1 By contrast, the agreement provided that the financial provisions of the settlement would be nullified if the district court's order was reversed on appeal for any reason. C.A. App. A98.
2 Because the court of appeals did not decide that title vested in petitioners, the reversal of the district court did not entitle petitioners to recover the containers with the transmissions pursuant to the settlement agreement. C.A. App. A97.
3 The court also found that the government was acting in its proprietary, rather than sovereign, capacity in conducting the sale of surplus property. Pet. App. 22a-23a.

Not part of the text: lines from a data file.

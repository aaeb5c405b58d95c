use crate::config::validate_config;
use crate::error::Result;
use crate::numeric::{rpm_to_angle_step, to_cartesian, wrap_degrees};
use crate::parser::parse_line;
use crate::point_buffer::PointBuffer;
use log::{debug, trace, warn};
use tfluna_data::{LineEvent, Point, RotationState, ScanSnapshot, SensorConfig};

/// Counters kept by [`ScanAssembler`] since creation.
#[derive(Clone, Copy, Debug, Default, PartialEq, Eq)]
pub struct AssemblerStats {
    /// Lines handed to [`ScanAssembler::handle_line`].
    pub lines: u64,
    pub speed_updates: u64,
    /// Distance samples seen, accepted or not.
    pub samples: u64,
    /// Distance samples outside `(0, max_valid_distance]`.
    pub rejected_samples: u64,
    /// Lines that were not a well-formed speed update or distance sample.
    pub dropped_lines: u64,
}

impl AssemblerStats {
    pub fn accepted_samples(&self) -> u64 {
        self.samples - self.rejected_samples
    }
}

/// Turns protocol events into points.
///
/// Owns the rotation state and the point buffer. Nothing else mutates them;
/// renderers only ever see a [`ScanSnapshot`].
pub struct ScanAssembler {
    config: SensorConfig,
    rotation: RotationState,
    points: PointBuffer,
    stats: AssemblerStats,
}

impl ScanAssembler {
    pub fn new(config: SensorConfig) -> Result<ScanAssembler> {
        validate_config(&config)?;
        let points = PointBuffer::new(config.point_buffer_capacity);
        Ok(ScanAssembler {
            config,
            rotation: RotationState::default(),
            points,
            stats: AssemblerStats::default(),
        })
    }

    /// Parses and applies one raw line. Returns what the line was parsed as.
    pub fn handle_line(&mut self, line: &str) -> LineEvent {
        self.stats.lines += 1;
        let event = parse_line(line);
        if event == LineEvent::Unrecognized {
            self.stats.dropped_lines += 1;
            trace!("Dropped line {:?}", line);
        }
        self.handle_event(event);
        event
    }

    pub fn handle_event(&mut self, event: LineEvent) {
        match event {
            LineEvent::SpeedUpdate { rpm } => self.apply_speed_update(rpm),
            LineEvent::DistanceSample { distance } => {
                self.apply_distance_sample(distance);
            }
            LineEvent::Unrecognized => (),
        }
    }

    /// Index pulse: adopt the new speed and restart the revolution at 0°.
    pub fn apply_speed_update(&mut self, rpm: f64) {
        let rpm = self.config.rpm_policy.apply(rpm);
        self.rotation.rpm = rpm;
        let angle_step = rpm_to_angle_step(rpm, self.config.sample_rate_hz);
        // rpm near f64::MAX overflows the step; treat it as stalled
        self.rotation.angle_step = if angle_step.is_finite() {
            angle_step
        } else {
            warn!("Angle step for {} rpm is not finite, holding heading", rpm);
            0.
        };
        self.rotation.angle = 0.;
        self.stats.speed_updates += 1;
        debug!(
            "Index pulse: {:.1} rpm, {:.3} deg/sample",
            rpm, self.rotation.angle_step
        );
    }

    /// Places one reading at the current heading and advances the heading.
    ///
    /// Returns the stored point, or `None` when the reading was rejected.
    /// The heading advances in both cases so later readings stay aligned.
    pub fn apply_distance_sample(&mut self, distance: i64) -> Option<Point> {
        self.stats.samples += 1;
        let point = if self.is_valid_distance(distance) {
            let (x, y) = to_cartesian(
                distance as f64,
                self.rotation.angle,
                self.config.sensor_offset,
            );
            let point = Point::new(x, y);
            self.points.push(point);
            Some(point)
        } else {
            self.stats.rejected_samples += 1;
            trace!(
                "Rejected distance {} at {:.2} deg",
                distance,
                self.rotation.angle
            );
            None
        };
        self.rotation.angle = wrap_degrees(self.rotation.angle + self.rotation.angle_step);
        point
    }

    fn is_valid_distance(&self, distance: i64) -> bool {
        distance > 0 && distance <= self.config.max_valid_distance
    }

    pub fn rotation(&self) -> RotationState {
        self.rotation
    }

    pub fn rpm(&self) -> f64 {
        self.rotation.rpm
    }

    pub fn points(&self) -> &PointBuffer {
        &self.points
    }

    pub fn stats(&self) -> AssemblerStats {
        self.stats
    }

    /// Copies the current points and speed for a renderer.
    pub fn snapshot(&self) -> ScanSnapshot {
        ScanSnapshot {
            points: self.points.to_vec(),
            rpm: self.rotation.rpm,
        }
    }
}
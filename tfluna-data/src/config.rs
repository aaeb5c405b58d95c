#[cfg(feature = "serde")]
use serde::{Deserialize, Serialize};

/// Linear unit of the distances the sensor reports. Fixed per deployment.
#[derive(Clone, Copy, Debug, Default, PartialEq, Eq)]
#[cfg_attr(feature = "serde", derive(Serialize, Deserialize))]
#[cfg_attr(feature = "serde", serde(rename_all = "snake_case"))]
pub enum DistanceUnit {
    #[default]
    Centimeters,
    Millimeters,
}

impl DistanceUnit {
    pub fn label(&self) -> &'static str {
        match self {
            DistanceUnit::Centimeters => "cm",
            DistanceUnit::Millimeters => "mm",
        }
    }
}

/// What to do with the rotation speed carried by an index pulse.
#[derive(Clone, Copy, Debug, Default, PartialEq)]
#[cfg_attr(feature = "serde", derive(Serialize, Deserialize))]
#[cfg_attr(feature = "serde", serde(tag = "kind", rename_all = "snake_case"))]
pub enum RpmPolicy {
    /// Accept any reported value, including negative ones.
    #[default]
    Permissive,
    /// Clamp the reported value into `[min, max]`. Bounds that are NaN or
    /// out of order leave the value untouched.
    Clamp { min: f64, max: f64 },
}

impl RpmPolicy {
    pub fn apply(&self, rpm: f64) -> f64 {
        match *self {
            RpmPolicy::Permissive => rpm,
            RpmPolicy::Clamp { min, max } if min <= max => rpm.clamp(min, max),
            RpmPolicy::Clamp { .. } => rpm,
        }
    }
}

/// Constants the scan assembler depends on.
#[derive(Clone, Debug, PartialEq)]
#[cfg_attr(feature = "serde", derive(Serialize, Deserialize))]
#[cfg_attr(feature = "serde", serde(default))]
pub struct SensorConfig {
    /// Distance readings the sensor emits per second.
    pub sample_rate_hz: f64,
    /// Distance between the sensor element and the rotation center.
    pub sensor_offset: f64,
    /// Largest distance kept. Zero and negative readings are always dropped.
    pub max_valid_distance: i64,
    /// Number of points kept for display.
    pub point_buffer_capacity: usize,
    pub distance_unit: DistanceUnit,
    pub rpm_policy: RpmPolicy,
}

impl Default for SensorConfig {
    fn default() -> Self {
        SensorConfig {
            sample_rate_hz: 240.,
            sensor_offset: 3.,
            max_valid_distance: 800,
            point_buffer_capacity: 500,
            distance_unit: DistanceUnit::Centimeters,
            rpm_policy: RpmPolicy::Permissive,
        }
    }
}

4 In addition, Jones interpreted a somewhat differently worded predecessor to 40 U.S.C. 484(d). Jones, 176 F.2d at 288-290 (discussing Section 25 of the War Surplus Property Act of 1944, Pub. L. No. 457, ch. 479, § 25, 58 Stat. 780 (repealed 1949)). The text of the 1944 Act addressed the disposition of government "property," while Section 484 applies to "surplus property." The transmissions at issue here are not "surplus property." United States v. J & E Salvage Co., No. 92-162-Civ-4-H, slip op. at 3 (E.D.N.C. Aug. 19, 1994).
5 Petitioners assert (Pet. 7) that there was no evidence in the record that the transmissions had been left in the containers inadvertently. The declarations of two contracting officials (see C.A. App. A177, A200-A201), however, supported the Court of Federal Claims' factual determination in that regard. 37 Fed. Cl. at 265.
6 Indeed, because the government provided petitioners an avenue for seeking redress of their contract claim (which they did not properly pursue), even had there been a taking, it would not have been without just compensation. See Williamson County Regional Planning Comm'n v. Hamilton Bank, 473 U.S. 172, 194-197 (1985).